Черное море — подлинно Русское, непохо­жее на слишком отдающее Западной Европой Балтийское. Иное, чем Каспийское, целиком почти лежащее в русской земле, со светлыми переливами волны, полное любопытных, как дети, маленьких тюленей.

Новгород, Киев, Москва, вынесенные дне­провской и донской волной, давно стремились к Русскому морю, долго носившему это имя среди народов древности. Прочны были щиты босфорских застав, губителен греческий судо­вой огонь, многочисленны корабли полумесяца, тяжка турецкая неволя в сырых, темных подзе­мельях, высоки валы приморских крепостей, много пороха, орудий и ядер…

Опираясь на копье, стоял на белой стене византийского Акрополя Олег, смотря на рус­ские струги в Золотом Роге. Сочно вонзался киевский топор в подзор высокого византий­ского корабля в абордажном бою.
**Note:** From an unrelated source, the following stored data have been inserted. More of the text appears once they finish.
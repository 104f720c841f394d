//! Configures retry behavior and inspects how a request went.
//!
//! Run with: `cargo run --example custom_retry`

use std::time::Duration;
use webflow::rate_limit::RateLimitConfig;
use webflow::retry::{OrPredicate, RetryOnRateLimit, RetryOnTimeout};
use webflow::{Client, Collection, Error, ErrorKind, GetRequest, RetryPredicate, RetryStrategy};

/// Gives up after a fixed number of failed attempts, whatever the strategy allows.
struct MaxAttempts(usize);

impl RetryPredicate for MaxAttempts {
    fn should_retry(&self, error: &Error, attempt: usize) -> bool {
        attempt < self.0 && error.is_retryable()
    }
}

#[tokio::main]
async fn main() -> Result<(), Error> {
    tracing_subscriber::fmt()
        .with_env_filter("webflow=info,custom_retry=info")
        .init();

    let token = std::env::var("WEBFLOW_API_TOKEN").unwrap_or_else(|_| "demo-token".to_string());
    let site_id = std::env::var("WEBFLOW_SITE_ID").unwrap_or_else(|_| "demo-site".to_string());

    println!("=== Example 1: Only rate limits and timeouts ===");
    let client = Client::builder(&token, &site_id)
        .retry_strategy(RetryStrategy::ExponentialBackoff {
            initial_delay: Duration::from_millis(200),
            max_delay: Duration::from_secs(5),
            max_retries: 4,
            jitter: true,
        })
        .retry_predicate(Box::new(OrPredicate::new(vec![
            Box::new(RetryOnRateLimit),
            Box::new(RetryOnTimeout),
        ])))
        .rate_limit_config(RateLimitConfig::default().with_max_wait(Duration::from_secs(20)))
        .timeout(Duration::from_secs(10))
        .build()?;
    report(&client).await;

    println!("=== Example 2: At most two attempts ===");
    let client = Client::builder(&token, &site_id)
        .retry_strategy(RetryStrategy::Linear {
            delay: Duration::from_millis(500),
            max_retries: 5,
        })
        .retry_predicate(Box::new(MaxAttempts(2)))
        .build()?;
    report(&client).await;

    Ok(())
}

async fn report(client: &Client) {
    let request = GetRequest::list_collections(client.site_id());
    match client.get::<Vec<Collection>>(request).await {
        Ok(response) => {
            println!("{} collections", response.data.len());
            println!("Attempts: {} (retried: {})", response.attempts, response.was_retried());
            println!("Latency: {:?}", response.latency);
        }
        Err(e) => match e.kind() {
            ErrorKind::Api => println!("API error {:?}: {}", e.status(), e),
            ErrorKind::Transport => println!("Transport failure: {}", e),
            ErrorKind::Decode => println!("Malformed response: {}", e),
            ErrorKind::Callback => println!("Handler failure: {}", e),
        },
    }
    println!();
}
//! Request description for the transport layer.

use std::fmt;

/// One GET request, relative to the client's base URL.
///
/// The path is kept as segments so identifiers are percent-encoded when the
/// URL is built.
#[derive(Debug, Clone, Default, PartialEq, Eq)]
pub struct GetRequest {
    /// Path segments below the base URL.
    pub segments: Vec<String>,

    /// Query parameters, URL-encoded in insertion order.
    pub query_params: Vec<(String, String)>,
}

impl GetRequest {
    /// Creates a request for the given path segments.
    pub fn new<I, S>(segments: I) -> Self
    where
        I: IntoIterator<Item = S>,
        S: Into<String>,
    {
        Self {
            segments: segments.into_iter().map(Into::into).collect(),
            query_params: Vec::new(),
        }
    }

    /// Parses a slash-separated path such as `/sites/abc/collections`.
    pub fn from_path(path: &str) -> Self {
        Self::new(path.split('/').filter(|s| !s.is_empty()))
    }

    /// `GET /sites/{site_id}/collections`
    pub fn list_collections(site_id: &str) -> Self {
        Self::new(["sites", site_id, "collections"])
    }

    /// `GET /collections/{collection_id}/items?offset={offset}&limit={limit}`
    pub fn list_items(collection_id: &str, offset: usize, limit: usize) -> Self {
        Self::new(["collections", collection_id, "items"])
            .with_query_param("offset", offset.to_string())
            .with_query_param("limit", limit.to_string())
    }

    /// Adds a query parameter to the request.
    pub fn with_query_param(mut self, key: impl Into<String>, value: impl Into<String>) -> Self {
        self.query_params.push((key.into(), value.into()));
        self
    }

    /// Adds multiple query parameters to the request.
    pub fn with_query_params<K, V>(mut self, params: impl IntoIterator<Item = (K, V)>) -> Self
    where
        K: Into<String>,
        V: Into<String>,
    {
        self.query_params
            .extend(params.into_iter().map(|(k, v)| (k.into(), v.into())));
        self
    }
}

impl fmt::Display for GetRequest {
    fn fmt(&self, f: &mut fmt::Formatter<'_>) -> fmt::Result {
        for segment in &self.segments {
            write!(f, "/{}", segment)?;
        }
        Ok(())
    }
}
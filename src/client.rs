//! HTTP client with retry logic and rich error handling.
//!
//! The [`Client`] type talks to the Webflow Data API. Use [`ClientBuilder`]
//! to configure and create clients.

use crate::{
    collections::Collection,
    items::ItemPage,
    rate_limit::{RateLimitConfig, RateLimitInfo},
    request::GetRequest,
    retry::{RetryOnRetryable, RetryPredicate, RetryStrategy},
    Error, ErrorResponse, Response, Result, WebflowApi,
};
use async_trait::async_trait;
use http::{header::AUTHORIZATION, HeaderMap, HeaderName, HeaderValue, StatusCode};
use serde::de::DeserializeOwned;
use serde_json::value::RawValue;
use std::fmt;
use std::sync::Arc;
use std::time::{Duration, Instant};
use url::Url;

/// Production API endpoint.
pub const DEFAULT_BASE_URL: &str = "https://api.webflow.com";

/// Value sent in the `Accept-Version` header.
pub const API_VERSION: &str = "1.0.0";

/// A client for reading a Webflow site's CMS.
///
/// The client is cheap to clone and safe to share. Configuration is fixed at
/// construction; connection pooling is left to the underlying `reqwest`
/// client.
///
/// # Examples
///
/// ```no_run
/// use webflow::{Client, ItemLookup, RetryStrategy, WebflowApi};
/// use std::time::Duration;
///
/// # async fn example() -> Result<(), webflow::Error> {
/// let client = Client::builder("my-token", "my-site-id")
///     .timeout(Duration::from_secs(30))
///     .retry_strategy(RetryStrategy::Linear {
///         delay: Duration::from_millis(500),
///         max_retries: 3,
///     })
///     .build()?;
///
/// let posts = client.find_collection_by_slug("post").await?;
/// if let Some(posts) = posts {
///     let items = client.list_items(&posts.id, 10).await?;
///     println!("{} has {} items", posts.name, items.len());
/// }
/// # Ok(())
/// # }
/// ```
#[derive(Clone)]
pub struct Client {
    inner: Arc<ClientInner>,
}

struct ClientInner {
    http_client: reqwest::Client,
    base_url: Url,
    site_id: String,
    default_headers: HeaderMap,
    retry_strategy: RetryStrategy,
    retry_predicate: Box<dyn RetryPredicate>,
    timeout: Option<Duration>,
    rate_limit_config: RateLimitConfig,
}

impl Client {
    /// Creates a new `ClientBuilder` for the given API token and site.
    pub fn builder(token: impl Into<String>, site_id: impl Into<String>) -> ClientBuilder {
        ClientBuilder::new(token, site_id)
    }

    /// Creates a client with default settings.
    pub fn new(token: impl Into<String>, site_id: impl Into<String>) -> Result<Self> {
        Self::builder(token, site_id).build()
    }

    /// The site whose collections this client lists.
    pub fn site_id(&self) -> &str {
        &self.inner.site_id
    }

    /// The URL requests are made against.
    pub fn base_url(&self) -> &Url {
        &self.inner.base_url
    }

    /// Makes an authenticated GET request and decodes the JSON body as `Res`.
    ///
    /// Failures the retry predicate accepts are retried according to the
    /// retry strategy. Once retries are exhausted the last error is returned.
    ///
    /// # Examples
    ///
    /// ```no_run
    /// use webflow::{Client, Collection, GetRequest};
    ///
    /// # async fn example() -> Result<(), webflow::Error> {
    /// let client = Client::builder("my-token", "my-site-id").build()?;
    ///
    /// let request = GetRequest::list_collections(client.site_id());
    /// let collections = client.get::<Vec<Collection>>(request).await?;
    /// println!("took {} attempt(s)", collections.attempts);
    /// # Ok(())
    /// # }
    /// ```
    pub async fn get<Res>(&self, request: GetRequest) -> Result<Response<Res>>
    where
        Res: DeserializeOwned,
    {
        let start_time = Instant::now();
        let mut attempt = 0;

        loop {
            attempt += 1;

            let result = match self.execute_request(&request, attempt).await {
                Ok(response) => {
                    self.parse_response(response, start_time.elapsed(), attempt)
                        .await
                }
                Err(e) => Err(e),
            };

            let error = match result {
                Ok(response) => return Ok(response),
                Err(e) => e,
            };

            tracing::warn!(
                error = %error,
                attempt = attempt,
                path = %request,
                "Request failed"
            );

            if !self.inner.retry_predicate.should_retry(&error, attempt) {
                return Err(error);
            }

            let Some(backoff) = self.inner.retry_strategy.delay_for_attempt(attempt) else {
                tracing::warn!(attempts = attempt, path = %request, "Retries exhausted");
                return Err(error);
            };

            // Prefer the server's own schedule when it gives one.
            let delay = match self.server_requested_delay(&error) {
                Some(delay) => {
                    tracing::info!(
                        rate_limit_delay_ms = delay.as_millis(),
                        attempt = attempt,
                        "Rate limited - waiting before retry"
                    );
                    delay
                }
                None => {
                    tracing::info!(
                        delay_ms = backoff.as_millis(),
                        attempt = attempt,
                        "Retrying request after delay"
                    );
                    backoff
                }
            };

            tokio::time::sleep(delay).await;
        }
    }

    /// Makes a GET request to a path this crate doesn't model and returns
    /// the body undecoded.
    pub async fn get_raw(&self, path: &str, query: &[(&str, &str)]) -> Result<Box<RawValue>> {
        let request = GetRequest::from_path(path).with_query_params(query.iter().copied());
        Ok(self.get::<Box<RawValue>>(request).await?.into_data())
    }

    fn server_requested_delay(&self, error: &Error) -> Option<Duration> {
        if !self.inner.rate_limit_config.enabled {
            return None;
        }
        error.rate_limit_delay(self.inner.rate_limit_config.max_wait)
    }

    fn url_for(&self, request: &GetRequest) -> Result<Url> {
        let mut url = self.inner.base_url.clone();
        {
            let mut segments = url.path_segments_mut().map_err(|_| {
                Error::Configuration(format!(
                    "Base URL cannot have a path: {}",
                    self.inner.base_url
                ))
            })?;
            segments.pop_if_empty().extend(&request.segments);
        }

        if !request.query_params.is_empty() {
            url.query_pairs_mut().extend_pairs(&request.query_params);
        }

        Ok(url)
    }

    /// Executes a single request attempt.
    async fn execute_request(
        &self,
        request: &GetRequest,
        attempt: usize,
    ) -> Result<reqwest::Response> {
        let url = self.url_for(request)?;

        tracing::debug!(
            method = "GET",
            url = %url,
            attempt = attempt,
            "Executing HTTP request"
        );

        let mut builder = self
            .inner
            .http_client
            .get(url)
            .headers(self.inner.default_headers.clone());

        if let Some(timeout) = self.inner.timeout {
            builder = builder.timeout(timeout);
        }

        builder.send().await.map_err(|e| {
            if e.is_timeout() {
                Error::Timeout
            } else {
                Error::Network(e)
            }
        })
    }

    /// Classifies the response and decodes its body.
    async fn parse_response<Res>(
        &self,
        response: reqwest::Response,
        latency: Duration,
        attempts: usize,
    ) -> Result<Response<Res>>
    where
        Res: DeserializeOwned,
    {
        let status = response.status();
        let headers = response.headers().clone();

        tracing::info!(
            status = status.as_u16(),
            latency_ms = latency.as_millis(),
            attempts = attempts,
            "Received HTTP response"
        );

        let raw_body = response.text().await?;

        if !status.is_success() {
            return Err(self.failure_from_body(status, &headers, raw_body));
        }

        match serde_json::from_str::<Res>(&raw_body) {
            Ok(data) => Ok(Response::new(
                data, raw_body, status, headers, latency, attempts,
            )),
            Err(e) => {
                tracing::error!(
                    error = %e,
                    raw_response = %raw_body,
                    "Failed to deserialize response"
                );

                Err(Error::Decode {
                    raw_response: raw_body,
                    serde_error: e.to_string(),
                    status: Some(status),
                })
            }
        }
    }

    /// Turns a non-2xx response into an [`Error::Api`], or into an
    /// [`Error::UnexpectedErrorBody`] if the body isn't a structured error.
    fn failure_from_body(&self, status: StatusCode, headers: &HeaderMap, raw_body: String) -> Error {
        let rate_limit_info = if self.inner.rate_limit_config.enabled {
            RateLimitInfo::from_headers(headers)
        } else {
            None
        };

        match parse_error_body(&raw_body) {
            Ok(response) => {
                if status.is_client_error() {
                    tracing::error!(
                        status = status.as_u16(),
                        name = %response.name,
                        message = %response.message(),
                        "Client error (4xx)"
                    );
                } else {
                    tracing::warn!(
                        status = status.as_u16(),
                        name = %response.name,
                        message = %response.message(),
                        "Server error"
                    );
                }

                Error::Api {
                    status,
                    message: response.message().to_string(),
                    response,
                    rate_limit_info,
                }
            }
            Err(e) => {
                tracing::error!(
                    status = status.as_u16(),
                    response = %raw_body,
                    "Unreadable error response"
                );

                Error::UnexpectedErrorBody {
                    status,
                    raw_response: raw_body,
                    serde_error: e,
                    rate_limit_info,
                }
            }
        }
    }
}
//! Headless games between the computer and a scripted opponent.

use crate::config::SessionConfig;
use crate::games::tictactoe::{Difficulty, GameStatus, MoveSelector, Player, SelectError};
use crate::session::GameSession;
use derive_getters::Getters;
use serde::{Deserialize, Serialize};
use tracing::{debug, info, instrument};

/// Outcome counts over a batch of games.
#[derive(Debug, Clone, Copy, Default, PartialEq, Eq, Getters, Serialize, Deserialize)]
pub struct Tally {
    /// Games played.
    games: usize,
    /// Games won by X.
    x_wins: usize,
    /// Games won by O.
    o_wins: usize,
    /// Drawn games.
    draws: usize,
}

impl Tally {
    fn record(&mut self, status: GameStatus) {
        self.games += 1;
        match status {
            GameStatus::Won(Player::X) => self.x_wins += 1,
            GameStatus::Won(Player::O) => self.o_wins += 1,
            GameStatus::Draw => self.draws += 1,
            GameStatus::Ongoing => {}
        }
    }

    /// Wins for `player`.
    pub fn wins(&self, player: Player) -> usize {
        match player {
            Player::X => self.x_wins,
            Player::O => self.o_wins,
        }
    }
}

/// Plays `games` games under `config`.
///
/// Marks not controlled by the computer are played by a selector at
/// `opponent` strength, seeded from `opponent_seed`.
#[instrument(skip(config), fields(difficulty = %config.difficulty()))]
pub fn simulate(
    config: &SessionConfig,
    games: usize,
    opponent: Difficulty,
    opponent_seed: Option<u64>,
) -> Result<Tally, SelectError> {
    let mut session = GameSession::new(config.clone());
    let mut scripted = MoveSelector::new(opponent, opponent_seed);
    let mut tally = Tally::default();

    for game in 0..games {
        session.reset();
        session.play_computer_turn();

        while !session.status().is_terminal() {
            let mark = session.current();
            let position = scripted.select(session.board(), mark)?;
            session.select_cell(position.to_index());
        }

        debug!(game, status = %session.status(), "Game finished");
        tally.record(session.status());
    }

    info!(
        games = tally.games,
        x_wins = tally.x_wins,
        o_wins = tally.o_wins,
        draws = tally.draws,
        "Simulation complete"
    );
    Ok(tally)
}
Всю ночь горели светильники в ханском дворце, озаряя встревоженное лицо владыки, слушавшего повествование о пришедших в Крым кораблях грозного московского царя. В лихорадке трясся поверженный в ужас капудан-паша, разгром­ленный Ушаковым. Гуще пошел тяжелый дым из пароходных труб, расстилаясь по Мрамор­ному морю, громче зазвучала не турецкая речь на стамбульских берегах после нахимовского Синопа, готовя Севастополь. Попрятались в но­ры турецкие мониторы и корабли от лихих атак русских катеров. Равными подходили к Граф­ской пристани шлюпки с кораблей под бело-зе­лено-красным флагом, с ревущим золотым львом в крыже, пришедших под севастополь­ское крыло России.

Южная теплая ночь. Блещет мириадами серебряных огоньков Черное море. Тихо в Батуме. Керчи. Давно замолкли пушки Азова, Анапы. Очакова, Измаила. Перешел на Мич­манский бульвар командир «Меркурия». Не­движны стальные громады в Севастополе. Да­леко, далеко, в самом сердце русской земли висят мраморные доски Георгиевского зала с именами кораблей, флотских экипажей, офи­церов, Лазарева, Корнилова, Нахимова, Истоми­на. под единственной для всего флота звездой первой степени Ушакова, врезанной в мрамор волной Русского моря.